TRANS Internet-Zeitschrift für Kulturwissenschaften 17. Nr. Mai 2010

Sektion 1.7. European Identity and the Perspectives of Turkish Membership
in the European Union

Sektionsleiterin | Section Chair: Lucie Tunkrova (Fatih University, Istanbul, Turkey)

Dokumentation | Documentation | Documentation

Section report 1.7.

European Identity and the Perspectives of Turkish Membership
in the European Union

Lucie Tunkrova (Fatih University, Istanbul, Turkey) [BIO]



There has been a growing amount of literature on how the EU is constructing the European identity and why. Most of the research done on the topic is qualitative given the nature of the topic and the problematic operationalisation of European identity. The section examined the examples of the debate on Turkish membership in the EU and how the EU seeks to utilize the debate for strengthening the notion of European identity. The choice of Turkey was deliberate as it is a controversial topic in many Member States and among them. Some consider Turkish membership as a test to European identity and/or an issue that can help to define/foster the content of European identity. As such, the question is problematic and consensus cannot be expected to appear easily, which in turns makes it into a topic where the EU has to show a sophisticated level of communication abilities. The section shall consisted of two Czech and three Turkey-based  presenters, who prepared papers on the various aspects of European identity and how it related to the recently opened negotiations of possible future membership of Turkey in the EU.

Reda Ifrah opened the section with a paper on The European Union and Maghreb: The New Partnership. He discussed the historical background of relationships between Maghreb and the European Union introducing the consequences of this several years lasting partnership between the EU and Maghreb to the whole Mediterranean region. He then presented the recent developments of the relationship between the EU and Maghreb and finally tried to predict future direction of the EU within this region.  Because there some pronouncements (especially Nicolas Sarkozy) that Turkey should be part of the Union of Mediterranean and should not join EU he also focused on the possible implications for EU-Turkey relationship.

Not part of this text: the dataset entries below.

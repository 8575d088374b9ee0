//! Fixed-width output lines and the terminal run summary.
//!
//! We keep formatting code in one place so the math/fitting code stays clean
//! and output changes are localized. Field widths follow the per-core file
//! layout:
//!
//! ```text
//!     0 <= x <      60; y_x      =      10.0000 +   1.0000x; least-squares
//!     0 <= x <      30; y_0      =      10.0000 +   1.0000x; interpolation
//! ```

use std::path::PathBuf;

use crate::domain::Line;
use crate::fit::{ChannelFit, Segment};

/// Render an interval boundary: integral values without a fraction.
pub fn format_x(x: f64) -> String {
    if x.is_finite() && x.fract() == 0.0 {
        format!("{x:.0}")
    } else {
        format!("{x}")
    }
}

fn format_line(start: f64, end: f64, label: &str, line: &Line, kind: &str) -> String {
    format!(
        "{:>5} <= x < {:>7}; y_{:<6} = {}; {}",
        format_x(start),
        format_x(end),
        label,
        line,
        kind
    )
}

/// The global least-squares line over `[0, (n - 1) * step)`.
pub fn format_least_squares_line(fit: &ChannelFit) -> String {
    format_line(0.0, fit.span_end(), "x", &fit.coefficients.line(), "least-squares")
}

pub fn format_segment_line(segment: &Segment) -> String {
    format_line(
        segment.start,
        segment.end,
        &segment.index.to_string(),
        &segment.line,
        "interpolation",
    )
}

/// Full contents of one per-core output file, newline-terminated.
pub fn render_channel(fit: &ChannelFit) -> String {
    let mut out = format_least_squares_line(fit);
    out.push('\n');
    for segment in &fit.segments {
        out.push_str(&format_segment_line(segment));
        out.push('\n');
    }
    out
}

/// Short terminal summary: one least-squares formula per core.
pub fn format_run_summary(sample_count: usize, fits: &[ChannelFit], outputs: &[PathBuf]) -> String {
    let mut out = String::new();
    out.push_str("=== core-temps - least-squares fit ===\n");
    out.push_str(&format!("Samples: {sample_count}\n"));

    for (fit, path) in fits.iter().zip(outputs) {
        out.push_str(&format!(
            "Core {}: y = {} -> {}\n",
            fit.channel,
            fit.formula().trim(),
            path.display()
        ));
    }
    out
}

Pavel Senderak discussed the manifold aspects of European identity that has been influenced by various cultures, including the Muslim one. He argued that the controversy regarding EU’s "absorption capacity” were directly related to Turkey and its road to membership. He claimed that examining the relations of the Union and Turkey may help uncloak the limits of European integration process. He concluded that the precariousness of their relationship was caused by the lack of identity and clarity on both sides, which would otherwise reveal whether Turkey was compatible with the EU membership or not. Before the possible Turkish accession, both parties need to find a consensus on their own identity, at least the part related to Turkish accession, and consider whether Turkey’s EU membership is desirable or not.

Erdoan Shipoli’s presentation The Compatibility of Social and Cultural Values in Turkey and the EU looked into the issue of cultural “harmonization” between Turkey and the EU. He divides the debate into two major areas according to “natural” and “civic” culture. Starting with historical background of changes made in the civic culture of Turkey, the presenter turned to the important role of the Islamic groups and their role in the formation of the Turkish societal and cultural values.

Denitsa Sokolova presented a paper Bulgarian perspective on Turkish EU membership examining the official policy of Bulgaria for the issue Turkey to be member of the European Union through three factors:  the position of the Bulgarian government, the position of the Bulgarian media and the position of the society in Bulgaria.

Seval Arslan’s paper The status o women in modern Turkey: do they have a name? examined the dynamics of Turkish feminism arguing that it has transformed into a movement that works for women’s rights for the sake of the women as individuals, not for the sake of the nation or the Republic, which was the case in the first decades of the independent Turkish republic. She argued that it was not wrong to claim that some women have already claimed their names in modern Turkish society and they are almost equal to men, however, for some women, the situation is still the same and should be fixed by the help of these modern feminists who can be successful workers as well as successful mothers. Women are not actually born women, as Beauvoir claims, but made to be women by the masculine society. So it is also in the hands of women to change this fate into a more equal one via being in cooperation.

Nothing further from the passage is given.